[Collected data entries]
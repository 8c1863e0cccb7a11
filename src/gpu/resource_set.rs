use std::sync::Arc;

use super::{
    BindingKind, BindingSlot, Buffer, GPUError, ImageLayout, ImageView, ResourceSetLayout, Result,
    Sampler,
};

/// Buffer length meaning "from the offset to the end of the buffer".
pub const WHOLE_SIZE: u64 = u64::MAX;

/// A resource bound to a single slot element. Each variant carries only the
/// fields its slot kinds use.
#[derive(Debug, Clone)]
pub enum Binding {
    /// Uniform, storage, texel and dynamic buffer slots.
    Buffer {
        buffer: Arc<Buffer>,
        offset: u64,
        length: u64,
    },
    /// Sampled image, storage image and input attachment slots.
    Image {
        view: Arc<ImageView>,
        layout: ImageLayout,
    },
    Sampler(Arc<Sampler>),
    CombinedImageSampler {
        view: Arc<ImageView>,
        layout: ImageLayout,
        sampler: Arc<Sampler>,
    },
}

impl Binding {
    pub fn buffer(buffer: Arc<Buffer>) -> Self {
        Binding::Buffer {
            buffer,
            offset: 0,
            length: WHOLE_SIZE,
        }
    }

    pub fn buffer_range(buffer: Arc<Buffer>, offset: u64, length: u64) -> Self {
        Binding::Buffer {
            buffer,
            offset,
            length,
        }
    }

    pub fn image(view: Arc<ImageView>, layout: ImageLayout) -> Self {
        Binding::Image { view, layout }
    }

    pub fn sampler(sampler: Arc<Sampler>) -> Self {
        Binding::Sampler(sampler)
    }

    pub fn combined(view: Arc<ImageView>, layout: ImageLayout, sampler: Arc<Sampler>) -> Self {
        Binding::CombinedImageSampler {
            view,
            layout,
            sampler,
        }
    }

    pub fn variant_name(&self) -> &'static str {
        match self {
            Binding::Buffer { .. } => "buffer",
            Binding::Image { .. } => "image",
            Binding::Sampler(_) => "sampler",
            Binding::CombinedImageSampler { .. } => "combined image sampler",
        }
    }

    pub fn matches(&self, kind: BindingKind) -> bool {
        match self {
            Binding::Buffer { .. } => kind.takes_buffer(),
            Binding::Image { .. } => kind.takes_image(),
            Binding::Sampler(_) => kind == BindingKind::Sampler,
            Binding::CombinedImageSampler { .. } => kind == BindingKind::CombinedImageSampler,
        }
    }

    fn validate(&self, slot: &BindingSlot) -> Result<()> {
        if !self.matches(slot.kind) {
            return Err(GPUError::BindingKindMismatch {
                binding: slot.binding,
                expected: slot.kind,
                found: self.variant_name(),
            });
        }

        match self {
            Binding::Buffer {
                buffer,
                offset,
                length,
            } => {
                let size = buffer.byte_size();
                let end = if *length == WHOLE_SIZE {
                    Some(size)
                } else {
                    offset.checked_add(*length)
                };
                match end {
                    Some(end) if *offset <= end && end <= size => Ok(()),
                    _ => Err(GPUError::BufferRangeOutOfBounds {
                        binding: slot.binding,
                        offset: *offset,
                        end: end.unwrap_or(u64::MAX),
                        size,
                    }),
                }
            }
            Binding::Image { layout, .. }
                if slot.kind == BindingKind::StorageImage && *layout != ImageLayout::General =>
            {
                Err(GPUError::StorageImageLayout {
                    binding: slot.binding,
                })
            }
            _ => Ok(()),
        }
    }
}

/// Either one binding or the elements of an array slot.
#[derive(Debug, Clone)]
pub enum BindingNode {
    Single(Binding),
    Array(Vec<Binding>),
}

impl From<Binding> for BindingNode {
    fn from(binding: Binding) -> Self {
        BindingNode::Single(binding)
    }
}

impl From<Vec<Binding>> for BindingNode {
    fn from(elements: Vec<Binding>) -> Self {
        BindingNode::Array(elements)
    }
}

impl BindingNode {
    pub fn elements(&self) -> &[Binding] {
        match self {
            BindingNode::Single(binding) => std::slice::from_ref(binding),
            BindingNode::Array(elements) => elements,
        }
    }

    fn validate(&self, slot: &BindingSlot) -> Result<()> {
        let elements = self.elements();
        let shape_ok = match self {
            BindingNode::Single(_) => slot.array_count == 1,
            BindingNode::Array(elements) => elements.len() == slot.array_count as usize,
        };
        if !shape_ok {
            return Err(GPUError::ArrayLengthMismatch {
                binding: slot.binding,
                expected: slot.array_count,
                actual: elements.len(),
            });
        }
        elements.iter().try_for_each(|b| b.validate(slot))
    }
}

/// Resources assigned to every slot of a [`ResourceSetLayout`].
///
/// Immutable once built. A set may be bound to any pipeline whose layout is
/// compatible with the one it was built against.
#[derive(Debug)]
pub struct ResourceSet {
    debug_name: String,
    layout: Arc<ResourceSetLayout>,
    bindings: Vec<BindingNode>,
}

impl ResourceSet {
    /// Builds a set with one node per layout slot, in slot order.
    pub fn new(
        debug_name: &str,
        layout: Arc<ResourceSetLayout>,
        bindings: Vec<BindingNode>,
    ) -> Result<Self> {
        let slots = layout.binding_slots();
        if slots.len() != bindings.len() {
            return Err(GPUError::BindingCountMismatch {
                expected: slots.len(),
                actual: bindings.len(),
            });
        }
        for (slot, node) in slots.iter().zip(&bindings) {
            node.validate(slot)?;
        }

        log::debug!(
            "resource set '{}' built against layout '{}'",
            debug_name,
            layout.debug_name()
        );
        Ok(Self {
            debug_name: debug_name.to_string(),
            layout,
            bindings,
        })
    }

    pub fn debug_name(&self) -> &str {
        &self.debug_name
    }

    pub fn layout(&self) -> &Arc<ResourceSetLayout> {
        &self.layout
    }

    pub fn bindings(&self) -> &[BindingNode] {
        &self.bindings
    }

    /// Pairs each slot with its bound node.
    pub fn iter(&self) -> impl Iterator<Item = (&BindingSlot, &BindingNode)> {
        self.layout.binding_slots().iter().zip(self.bindings.iter())
    }

    pub fn is_compatible_with(&self, layout: &ResourceSetLayout) -> bool {
        self.layout.is_compatible_with(layout)
    }
}

#[cfg(test)]
mod tests {
    use super::*;
    use crate::gpu::{BufferInfo, Context, HeapInfo, ImageInfo, MemoryHeap, OffsetHeap};

    struct Fixture {
        ctx: Arc<Context>,
        heap: Arc<dyn MemoryHeap>,
    }

    impl Fixture {
        fn new() -> Self {
            Self {
                ctx: Context::headless(&Default::default()),
                heap: Arc::new(OffsetHeap::new(&HeapInfo {
                    debug_name: "set_heap",
                    byte_size: 1 << 20,
                    ..Default::default()
                })),
            }
        }

        fn buffer(&self, byte_size: u64) -> Arc<Buffer> {
            self.ctx
                .make_buffer(
                    self.heap.clone(),
                    &BufferInfo {
                        debug_name: "ubo",
                        byte_size,
                        ..Default::default()
                    },
                )
                .unwrap()
        }

        fn view(&self) -> Arc<ImageView> {
            let image = self
                .ctx
                .make_image(
                    self.heap.clone(),
                    &ImageInfo {
                        debug_name: "albedo",
                        dim: [8, 8, 1],
                        ..Default::default()
                    },
                )
                .unwrap();
            self.ctx.flush();
            image.create_default_view()
        }

        fn sampler(&self) -> Arc<Sampler> {
            self.ctx.make_sampler("linear", &Default::default())
        }
    }

    fn layout(slots: &[BindingSlot]) -> Arc<ResourceSetLayout> {
        ResourceSetLayout::new("test_layout", slots).unwrap()
    }

    #[test]
    fn binding_count_must_match_slots() {
        let f = Fixture::new();
        let layout = layout(&[
            BindingSlot::new(0, BindingKind::UniformBuffer),
            BindingSlot::new(1, BindingKind::Sampler),
        ]);
        let err = ResourceSet::new("short", layout, vec![Binding::buffer(f.buffer(64)).into()])
            .unwrap_err();
        assert!(matches!(
            err,
            GPUError::BindingCountMismatch {
                expected: 2,
                actual: 1
            }
        ));
    }

    #[test]
    fn payload_must_match_slot_kind() {
        let f = Fixture::new();
        let layout = layout(&[BindingSlot::new(4, BindingKind::Sampler)]);
        let err = ResourceSet::new("wrong", layout, vec![Binding::buffer(f.buffer(64)).into()])
            .unwrap_err();
        assert!(matches!(
            err,
            GPUError::BindingKindMismatch {
                binding: 4,
                expected: BindingKind::Sampler,
                found: "buffer"
            }
        ));
    }

    #[test]
    fn buffer_ranges_are_bounds_checked() {
        let f = Fixture::new();
        let layout = layout(&[BindingSlot::new(0, BindingKind::StorageBuffer)]);
        let buffer = f.buffer(256);

        assert!(ResourceSet::new(
            "whole",
            layout.clone(),
            vec![Binding::buffer(buffer.clone()).into()]
        )
        .is_ok());
        assert!(ResourceSet::new(
            "tail",
            layout.clone(),
            vec![Binding::buffer_range(buffer.clone(), 128, 128).into()]
        )
        .is_ok());

        let err = ResourceSet::new(
            "overrun",
            layout,
            vec![Binding::buffer_range(buffer, 200, 100).into()],
        )
        .unwrap_err();
        assert!(matches!(
            err,
            GPUError::BufferRangeOutOfBounds {
                offset: 200,
                end: 300,
                size: 256,
                ..
            }
        ));
    }

    #[test]
    fn arrays_must_fill_every_element() {
        let f = Fixture::new();
        let layout = layout(&[
            BindingSlot::new(0, BindingKind::CombinedImageSampler).with_array_count(2)
        ]);
        let view = f.view();
        let sampler = f.sampler();
        let element = Binding::combined(view, ImageLayout::ShaderReadOnlyOptimal, sampler);

        let err = ResourceSet::new("single", layout.clone(), vec![element.clone().into()])
            .unwrap_err();
        assert!(matches!(
            err,
            GPUError::ArrayLengthMismatch {
                expected: 2,
                actual: 1,
                ..
            }
        ));

        let set = ResourceSet::new(
            "full",
            layout,
            vec![vec![element.clone(), element].into()],
        )
        .unwrap();
        assert_eq!(set.bindings()[0].elements().len(), 2);
    }

    #[test]
    fn storage_images_require_general_layout() {
        let f = Fixture::new();
        let layout = layout(&[BindingSlot::new(0, BindingKind::StorageImage)]);
        let view = f.view();

        let err = ResourceSet::new(
            "readonly",
            layout.clone(),
            vec![Binding::image(view.clone(), ImageLayout::ShaderReadOnlyOptimal).into()],
        )
        .unwrap_err();
        assert!(matches!(err, GPUError::StorageImageLayout { binding: 0 }));

        assert!(ResourceSet::new(
            "general",
            layout,
            vec![Binding::image(view, ImageLayout::General).into()]
        )
        .is_ok());
    }

    #[test]
    fn sets_bind_to_equivalent_layouts() {
        let f = Fixture::new();
        let slots = [BindingSlot::new(0, BindingKind::UniformBuffer)];
        let set = ResourceSet::new(
            "frame",
            layout(&slots),
            vec![Binding::buffer(f.buffer(64)).into()],
        )
        .unwrap();

        let twin = ResourceSetLayout::new("twin", &slots).unwrap();
        assert!(set.is_compatible_with(&twin));

        let wider = ResourceSetLayout::new(
            "wider",
            &[BindingSlot::new(0, BindingKind::UniformBuffer).with_array_count(2)],
        )
        .unwrap();
        assert!(!set.is_compatible_with(&wider));
        assert_eq!(set.iter().count(), 1);
    }
}
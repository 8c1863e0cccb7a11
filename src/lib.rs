pub mod gpu;
pub mod job;
pub mod utils;

pub use gpu::*;
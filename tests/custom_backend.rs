mod common;

use std::sync::atomic::{AtomicUsize, Ordering};
use std::sync::Arc;

use hikari::gpu::{
    Backend, BufferUsage, Context, ContextInfo, CubeFace, HeapInfo, ImageInfo, ImageParams,
    ImageTarget, ImageType, LayerRange, MemoryHeap, NativeHandle, OffsetHeap, ReadImageRegion,
    Rect2D, RegionKey, SamplerInfo, SoftwareBackend, WriteImageRegion,
};

/// Forwards to a [`SoftwareBackend`] while counting cube face transfers.
struct FaceCountingBackend {
    inner: SoftwareBackend,
    cube_allocations: Arc<AtomicUsize>,
    face_transfers: Arc<AtomicUsize>,
}

impl FaceCountingBackend {
    fn count_face(&self, region: &RegionKey) {
        if let ImageTarget::CubeFace(face) = region.target {
            assert_eq!(CubeFace::from_layer(face.layer()), Some(face));
            self.face_transfers.fetch_add(1, Ordering::SeqCst);
        }
    }
}

impl Backend for FaceCountingBackend {
    fn name(&self) -> &str {
        "face_counting"
    }

    fn allocate_image(&mut self, params: &ImageParams) -> NativeHandle {
        if params.ty == ImageType::Cube {
            self.cube_allocations.fetch_add(1, Ordering::SeqCst);
        }
        self.inner.allocate_image(params)
    }

    fn deallocate_image(&mut self, image: NativeHandle) {
        self.inner.deallocate_image(image)
    }

    fn read_image_region(&mut self, image: NativeHandle, region: &RegionKey, target: &mut [u8]) {
        self.count_face(region);
        self.inner.read_image_region(image, region, target)
    }

    fn write_image_region(&mut self, image: NativeHandle, region: &RegionKey, source: &[u8]) {
        self.count_face(region);
        self.inner.write_image_region(image, region, source)
    }

    fn allocate_buffer(&mut self, byte_size: u64, usage: BufferUsage) -> NativeHandle {
        self.inner.allocate_buffer(byte_size, usage)
    }

    fn deallocate_buffer(&mut self, buffer: NativeHandle) {
        self.inner.deallocate_buffer(buffer)
    }

    fn read_buffer(&mut self, buffer: NativeHandle, offset: u64, target: &mut [u8]) {
        self.inner.read_buffer(buffer, offset, target)
    }

    fn write_buffer(&mut self, buffer: NativeHandle, offset: u64, source: &[u8]) {
        self.inner.write_buffer(buffer, offset, source)
    }

    fn allocate_sampler(&mut self, info: &SamplerInfo) -> NativeHandle {
        self.inner.allocate_sampler(info)
    }

    fn deallocate_sampler(&mut self, sampler: NativeHandle) {
        self.inner.deallocate_sampler(sampler)
    }
}

#[test]
fn backends_outside_the_crate_receive_cube_transfers() {
    common::init_logging();
    let cube_allocations = Arc::new(AtomicUsize::new(0));
    let face_transfers = Arc::new(AtomicUsize::new(0));
    let ctx = Context::new(
        FaceCountingBackend {
            inner: SoftwareBackend::new(),
            cube_allocations: cube_allocations.clone(),
            face_transfers: face_transfers.clone(),
        },
        &ContextInfo {
            debug_name: "custom",
        },
    );
    let heap: Arc<dyn MemoryHeap> = Arc::new(OffsetHeap::new(&HeapInfo::default()));

    let image = ctx
        .make_image(
            heap.clone(),
            &ImageInfo {
                debug_name: "env",
                ty: ImageType::Cube,
                dim: [2, 2, 1],
                ..Default::default()
            },
        )
        .unwrap();
    ctx.flush();
    assert_eq!(cube_allocations.load(Ordering::SeqCst), 1);

    let rect = Rect2D {
        x: 0,
        y: 0,
        w: 2,
        h: 2,
    };
    let source = common::row_pattern(2, 2);
    let mut target = vec![0; source.len()];
    {
        let mut lock = ctx.lock();
        image.write_data_regions_on_queue(
            &mut lock,
            &[WriteImageRegion {
                target_layer_range: LayerRange::layer(5, 0),
                rect: Some(rect),
                source_data: &source,
            }],
        );
        image.read_data_regions_on_queue(
            &mut lock,
            &mut [ReadImageRegion {
                source_layer_range: LayerRange::layer(5, 0),
                rect: Some(rect),
                target_data: &mut target,
            }],
        );
    }
    assert_eq!(target, source);
    assert_eq!(face_transfers.load(Ordering::SeqCst), 2);

    // The crate root re-exports the same types.
    let _: hikari::Rect2D = rect;
    let _: hikari::CubeFace = CubeFace::NegativeZ;

    image.release();
    ctx.flush();
    assert_eq!(heap.stats().bytes_in_use, 0);
}
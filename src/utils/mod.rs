pub mod handle;

pub use handle::{Handle, Pool};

Problem details: Give back precisely the lines above that start at the line containing "pub use gpu::*;" and end at the line containing "u64, usage: BufferUsage)", inclusive. No other lines belong in the output.

Answer to the exercise:
pub use gpu::*;
filename tests/custom_backend.rs
mod common;

use std::sync::atomic::{AtomicUsize, Ordering};
use std::sync::Arc;

use hikari::gpu::{
    Backend, BufferUsage, Context, ContextInfo, CubeFace, HeapInfo, ImageInfo, ImageParams,
    ImageTarget, ImageType, LayerRange, MemoryHeap, NativeHandle, OffsetHeap, ReadImageRegion,
    Rect2D, RegionKey, SamplerInfo, SoftwareBackend, WriteImageRegion,
};

/// Forwards to a [`SoftwareBackend`] while counting cube face transfers.
struct FaceCountingBackend {
    inner: SoftwareBackend,
    cube_allocations: Arc<AtomicUsize>,
    face_transfers: Arc<AtomicUsize>,
}

impl FaceCountingBackend {
    fn count_face(&self, region: &RegionKey) {
        if let ImageTarget::CubeFace(face) = region.target {
            assert_eq!(CubeFace::from_layer(face.layer()), Some(face));
            self.face_transfers.fetch_add(1, Ordering::SeqCst);
        }
    }
}

impl Backend for FaceCountingBackend {
    fn name(&self) -> &str {
        "face_counting"
    }

    fn allocate_image(&mut self, params: &ImageParams) -> NativeHandle {
        if params.ty == ImageType::Cube {
            self.cube_allocations.fetch_add(1, Ordering::SeqCst);
        }
        self.inner.allocate_image(params)
    }

    fn deallocate_image(&mut self, image: NativeHandle) {
        self.inner.deallocate_image(image)
    }

    fn read_image_region(&mut self, image: NativeHandle, region: &RegionKey, target: &mut [u8]) {
        self.count_face(region);
        self.inner.read_image_region(image, region, target)
    }

    fn write_image_region(&mut self, image: NativeHandle, region: &RegionKey, source: &[u8]) {
        self.count_face(region);
        self.inner.write_image_region(image, region, source)
    }

    fn allocate_buffer(&mut self, byte_size: u64, usage: BufferUsage) -> NativeHandle {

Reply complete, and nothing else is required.